Task to complete – Below is a listing. Set down exactly the lines from the one containing "opened or locked." through the one containing "let inside = Arc::new(AtomicUsize::new(0));", both ends included, and leave out the rest.

Record set –

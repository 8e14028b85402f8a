//! Host-wide iptables lock.
//!
//! `iptables --wait` only guards a single invocation against xtables lock
//! contention. Multi-command sequences (global setup, instance teardown)
//! hold this `flock(2)` lock across the whole sequence instead.

use std::fs::{File, OpenOptions};
use std::path::{Path, PathBuf};

use kennel_common::KennelResult;
use rustix::fs::{FlockOperation, flock};

/// Lock file shared by every Kennel process on the host.
#[derive(Debug, Clone)]
pub struct IptablesLock {
    path: PathBuf,
}

/// Held lock; released on drop.
#[derive(Debug)]
pub struct LockGuard {
    file: File,
}

impl IptablesLock {
    /// Lock backed by the file at `path` (created on first use).
    #[must_use]
    pub fn new(path: impl Into<PathBuf>) -> Self {
        Self { path: path.into() }
    }

    /// Lock file location.
    #[must_use]
    pub fn path(&self) -> &Path {
        &self.path
    }

    /// Block until the lock is held.
    ///
    /// # Errors
    ///
    /// Returns an error if the lock file cannot be opened or locked.
    pub async fn acquire(&self) -> KennelResult<LockGuard> {
        let path = self.path.clone();
        tokio::task::spawn_blocking(move || Self::acquire_blocking(&path))
            .await
            .map_err(|e| kennel_common::KennelError::Internal {
                message: format!("iptables lock task failed: {e}"),
            })?
    }

    fn acquire_blocking(path: &Path) -> KennelResult<LockGuard> {
        if let Some(parent) = path.parent() {
            std::fs::create_dir_all(parent)?;
        }
        let file = OpenOptions::new()
            .create(true)
            .truncate(false)
            .write(true)
            .open(path)?;
        flock(&file, FlockOperation::LockExclusive).map_err(std::io::Error::from)?;
        tracing::trace!(path = %path.display(), "Acquired iptables lock");
        Ok(LockGuard { file })
    }
}

impl Drop for LockGuard {
    fn drop(&mut self) {
        let _ = flock(&self.file, FlockOperation::Unlock);
    }
}

#[cfg(test)]
mod tests {
    use super::*;
    use std::sync::Arc;
    use std::sync::atomic::{AtomicUsize, Ordering};
    use std::time::Duration;

    #[tokio::test]
    async fn lock_excludes_concurrent_holders() {
        let dir = tempfile::tempdir().unwrap();
        let lock = IptablesLock::new(dir.path().join("nested/iptables.lock"));
        let inside = Arc::new(AtomicUsize::new(0));

        let mut tasks = Vec::new();
        for _ in 0..4 {
            let lock = lock.clone();
            let inside = Arc::clone(&inside);
            tasks.push(tokio::spawn(async move {
                let _guard = lock.acquire().await.unwrap();
                assert_eq!(inside.fetch_add(1, Ordering::SeqCst), 0);
                tokio::time::sleep(Duration::from_millis(20)).await;
                inside.fetch_sub(1, Ordering::SeqCst);
            }));
        }
        for task in tasks {
            task.await.unwrap();
        }
        assert!(lock.path().exists());
    }
}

Solution for this task –
    /// Returns an error if the lock file cannot be opened or locked.
    pub async fn acquire(&self) -> KennelResult<LockGuard> {
        let path = self.path.clone();
        tokio::task::spawn_blocking(move || Self::acquire_blocking(&path))
            .await
            .map_err(|e| kennel_common::KennelError::Internal {
                message: format!("iptables lock task failed: {e}"),
            })?
    }

    fn acquire_blocking(path: &Path) -> KennelResult<LockGuard> {
        if let Some(parent) = path.parent() {
            std::fs::create_dir_all(parent)?;
        }
        let file = OpenOptions::new()
            .create(true)
            .truncate(false)
            .write(true)
            .open(path)?;
        flock(&file, FlockOperation::LockExclusive).map_err(std::io::Error::from)?;
        tracing::trace!(path = %path.display(), "Acquired iptables lock");
        Ok(LockGuard { file })
    }
}

impl Drop for LockGuard {
    fn drop(&mut self) {
        let _ = flock(&self.file, FlockOperation::Unlock);
    }
}

#[cfg(test)]
mod tests {
    use super::*;
    use std::sync::Arc;
    use std::sync::atomic::{AtomicUsize, Ordering};
    use std::time::Duration;

    #[tokio::test]
    async fn lock_excludes_concurrent_holders() {
        let dir = tempfile::tempdir().unwrap();
        let lock = IptablesLock::new(dir.path().join("nested/iptables.lock"));
        let inside = Arc::new(AtomicUsize::new(0));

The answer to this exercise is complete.